> [Exercise directions] Give back all the records below, unaltered.

> [Records for the task]
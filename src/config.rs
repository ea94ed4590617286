//! 프로토콜 설정

use std::fmt;
use std::str::FromStr;

use crate::{Error, Result, DEFAULT_READ_BUFFER_SIZE, MIN_MAX_MSG_LEN};

/// 전송 모드
///
/// SR은 협상만 되는 라벨이다. ACK는 항상 누적형이고 복구는 Go-Back-N으로 동작한다.
#[derive(Debug, Clone, Copy, PartialEq, Eq)]
pub enum Mode {
    Gbn,
    Sr,
}

impl Mode {
    pub fn as_str(&self) -> &'static str {
        match self {
            Mode::Gbn => "GBN",
            Mode::Sr => "SR",
        }
    }
}

impl fmt::Display for Mode {
    fn fmt(&self, f: &mut fmt::Formatter<'_>) -> fmt::Result {
        f.write_str(self.as_str())
    }
}

impl FromStr for Mode {
    type Err = Error;

    fn from_str(s: &str) -> Result<Self> {
        match s {
            "GBN" => Ok(Mode::Gbn),
            "SR" => Ok(Mode::Sr),
            other => Err(Error::format(format!("알 수 없는 modo: {}", other))),
        }
    }
}

/// ACK 방출 방식
#[derive(Debug, Clone, Copy, PartialEq, Eq)]
pub enum AckMode {
    /// 수락한 프래그먼트마다 ACK
    Individual,
    /// 한 번의 읽기에서 수락한 프래그먼트들을 하나의 ACK로 묶음
    Group,
}

impl AckMode {
    pub fn as_str(&self) -> &'static str {
        match self {
            AckMode::Individual => "INDIVIDUAL",
            AckMode::Group => "GROUP",
        }
    }
}

impl fmt::Display for AckMode {
    fn fmt(&self, f: &mut fmt::Formatter<'_>) -> fmt::Result {
        f.write_str(self.as_str())
    }
}

impl FromStr for AckMode {
    type Err = Error;

    fn from_str(s: &str) -> Result<Self> {
        match s {
            "INDIVIDUAL" => Ok(AckMode::Individual),
            "GROUP" => Ok(AckMode::Group),
            other => Err(Error::format(format!("알 수 없는 ack_mode: {}", other))),
        }
    }
}

/// 수신측이 HELLO-OK로 알리는 윈도우 범위
#[derive(Debug, Clone, Copy, PartialEq, Eq)]
pub struct WindowBounds {
    pub init: u32,
    pub min: u32,
    pub max: u32,
}

impl WindowBounds {
    pub fn new(init: u32, min: u32, max: u32) -> Self {
        Self { init, min, max }
    }

    /// `1 <= min <= init <= max` 검사
    pub fn validate(&self) -> Result<()> {
        if self.min == 0 || self.min > self.init || self.init > self.max {
            return Err(Error::Config(format!(
                "윈도우 범위가 올바르지 않음: init={} min={} max={}",
                self.init, self.min, self.max
            )));
        }
        Ok(())
    }
}

impl Default for WindowBounds {
    fn default() -> Self {
        Self {
            init: 5,
            min: 1,
            max: 5,
        }
    }
}

/// 결정적 장애 주입 설정 (송신측, 첫 전송에만 적용)
///
/// `every`가 0이면 해당 장애는 비활성화된다.
#[derive(Debug, Clone, Copy, Default, PartialEq, Eq)]
pub struct FaultConfig {
    /// `seq % loss_every == loss_offset`이면 와이어에 올리지 않음
    pub loss_every: u32,
    pub loss_offset: u32,

    /// `seq % corrupt_every == corrupt_offset`이면 페이로드 한 바이트 변조
    pub corrupt_every: u32,
    pub corrupt_offset: u32,
}

impl FaultConfig {
    /// 장애 없음
    pub fn none() -> Self {
        Self::default()
    }

    /// 손실과 변조를 모두 일으키는 데모용 설정
    pub fn lossy() -> Self {
        Self {
            loss_every: 3,
            loss_offset: 0,
            corrupt_every: 2,
            corrupt_offset: 1,
        }
    }

    pub fn with_loss(mut self, every: u32, offset: u32) -> Self {
        self.loss_every = every;
        self.loss_offset = offset;
        self
    }

    pub fn with_corruption(mut self, every: u32, offset: u32) -> Self {
        self.corrupt_every = every;
        self.corrupt_offset = offset;
        self
    }

    pub fn should_drop(&self, seq: u32) -> bool {
        self.loss_every > 0 && seq % self.loss_every == self.loss_offset
    }

    pub fn should_corrupt(&self, seq: u32) -> bool {
        self.corrupt_every > 0 && seq % self.corrupt_every == self.corrupt_offset
    }

    pub fn is_active(&self) -> bool {
        self.loss_every > 0 || self.corrupt_every > 0
    }
}

/// 수신측(서버) 설정
#[derive(Debug, Clone)]
pub struct Config {
    /// HELLO-OK로 알릴 윈도우 범위
    pub window: WindowBounds,

    /// 허용하는 최소 max_msg_len
    pub min_max_msg_len: u32,

    /// 소켓 읽기 버퍼 크기
    pub read_buffer_size: usize,
}

impl Default for Config {
    fn default() -> Self {
        Self {
            window: WindowBounds::default(),
            min_max_msg_len: MIN_MAX_MSG_LEN,
            read_buffer_size: DEFAULT_READ_BUFFER_SIZE,
        }
    }
}

impl Config {
    /// 새 설정 생성
    pub fn new() -> Self {
        Self::default()
    }

    /// stop-and-wait와 동일하게 동작하는 설정 (윈도우 1)
    pub fn stop_and_wait() -> Self {
        Self {
            window: WindowBounds::new(1, 1, 1),
            ..Self::default()
        }
    }

    pub fn with_window(mut self, window: WindowBounds) -> Self {
        self.window = window;
        self
    }

    pub fn validate(&self) -> Result<()> {
        self.window.validate()?;
        if self.read_buffer_size == 0 {
            return Err(Error::Config("read_buffer_size는 0보다 커야 함".into()));
        }
        Ok(())
    }
}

> [Output of the exercise]
filename src/config.rs
repository ea94ed4590617286
//! 프로토콜 설정

use std::fmt;
use std::str::FromStr;

use crate::{Error, Result, DEFAULT_READ_BUFFER_SIZE, MIN_MAX_MSG_LEN};

/// 전송 모드
///
/// SR은 협상만 되는 라벨이다. ACK는 항상 누적형이고 복구는 Go-Back-N으로 동작한다.
#[derive(Debug, Clone, Copy, PartialEq, Eq)]
pub enum Mode {
    Gbn,
    Sr,
}

impl Mode {
    pub fn as_str(&self) -> &'static str {
        match self {
            Mode::Gbn => "GBN",
            Mode::Sr => "SR",
        }
    }
}

impl fmt::Display for Mode {
    fn fmt(&self, f: &mut fmt::Formatter<'_>) -> fmt::Result {
        f.write_str(self.as_str())
    }
}

impl FromStr for Mode {
    type Err = Error;

    fn from_str(s: &str) -> Result<Self> {
        match s {
            "GBN" => Ok(Mode::Gbn),
            "SR" => Ok(Mode::Sr),
            other => Err(Error::format(format!("알 수 없는 modo: {}", other))),
        }
    }
}

/// ACK 방출 방식
#[derive(Debug, Clone, Copy, PartialEq, Eq)]
pub enum AckMode {
    /// 수락한 프래그먼트마다 ACK
    Individual,
    /// 한 번의 읽기에서 수락한 프래그먼트들을 하나의 ACK로 묶음
    Group,
}

impl AckMode {
    pub fn as_str(&self) -> &'static str {
        match self {
            AckMode::Individual => "INDIVIDUAL",
            AckMode::Group => "GROUP",
        }
    }
}

impl fmt::Display for AckMode {
    fn fmt(&self, f: &mut fmt::Formatter<'_>) -> fmt::Result {
        f.write_str(self.as_str())
    }
}

impl FromStr for AckMode {
    type Err = Error;

    fn from_str(s: &str) -> Result<Self> {
        match s {
            "INDIVIDUAL" => Ok(AckMode::Individual),
            "GROUP" => Ok(AckMode::Group),
            other => Err(Error::format(format!("알 수 없는 ack_mode: {}", other))),
        }
    }
}

/// 수신측이 HELLO-OK로 알리는 윈도우 범위
#[derive(Debug, Clone, Copy, PartialEq, Eq)]
pub struct WindowBounds {
    pub init: u32,
    pub min: u32,
    pub max: u32,
}

impl WindowBounds {
    pub fn new(init: u32, min: u32, max: u32) -> Self {
        Self { init, min, max }
    }

    /// `1 <= min <= init <= max` 검사
    pub fn validate(&self) -> Result<()> {
        if self.min == 0 || self.min > self.init || self.init > self.max {
            return Err(Error::Config(format!(
                "윈도우 범위가 올바르지 않음: init={} min={} max={}",
                self.init, self.min, self.max
            )));
        }
        Ok(())
    }
}

impl Default for WindowBounds {
    fn default() -> Self {
        Self {
            init: 5,
            min: 1,
            max: 5,
        }
    }
}

/// 결정적 장애 주입 설정 (송신측, 첫 전송에만 적용)
///
/// `every`가 0이면 해당 장애는 비활성화된다.
#[derive(Debug, Clone, Copy, Default, PartialEq, Eq)]
pub struct FaultConfig {
    /// `seq % loss_every == loss_offset`이면 와이어에 올리지 않음
    pub loss_every: u32,
    pub loss_offset: u32,

    /// `seq % corrupt_every == corrupt_offset`이면 페이로드 한 바이트 변조
    pub corrupt_every: u32,
    pub corrupt_offset: u32,
}

impl FaultConfig {
    /// 장애 없음
    pub fn none() -> Self {
        Self::default()
    }

    /// 손실과 변조를 모두 일으키는 데모용 설정
    pub fn lossy() -> Self {
        Self {
            loss_every: 3,
            loss_offset: 0,
            corrupt_every: 2,
            corrupt_offset: 1,
        }
    }

    pub fn with_loss(mut self, every: u32, offset: u32) -> Self {
        self.loss_every = every;
        self.loss_offset = offset;
        self
    }

    pub fn with_corruption(mut self, every: u32, offset: u32) -> Self {
        self.corrupt_every = every;
        self.corrupt_offset = offset;
        self
    }

    pub fn should_drop(&self, seq: u32) -> bool {
        self.loss_every > 0 && seq % self.loss_every == self.loss_offset
    }

    pub fn should_corrupt(&self, seq: u32) -> bool {
        self.corrupt_every > 0 && seq % self.corrupt_every == self.corrupt_offset
    }

    pub fn is_active(&self) -> bool {
        self.loss_every > 0 || self.corrupt_every > 0
    }
}

/// 수신측(서버) 설정
#[derive(Debug, Clone)]
pub struct Config {
    /// HELLO-OK로 알릴 윈도우 범위
    pub window: WindowBounds,

    /// 허용하는 최소 max_msg_len
    pub min_max_msg_len: u32,

    /// 소켓 읽기 버퍼 크기
    pub read_buffer_size: usize,
}

impl Default for Config {
    fn default() -> Self {
        Self {
            window: WindowBounds::default(),
            min_max_msg_len: MIN_MAX_MSG_LEN,
            read_buffer_size: DEFAULT_READ_BUFFER_SIZE,
        }
    }
}

impl Config {
    /// 새 설정 생성
    pub fn new() -> Self {
        Self::default()
    }

    /// stop-and-wait와 동일하게 동작하는 설정 (윈도우 1)
    pub fn stop_and_wait() -> Self {
        Self {
            window: WindowBounds::new(1, 1, 1),
            ..Self::default()
        }
    }

    pub fn with_window(mut self, window: WindowBounds) -> Self {
        self.window = window;
        self
    }

    pub fn validate(&self) -> Result<()> {
        self.window.validate()?;
        if self.read_buffer_size == 0 {
            return Err(Error::Config("read_buffer_size는 0보다 커야 함".into()));
        }
        Ok(())
    }
}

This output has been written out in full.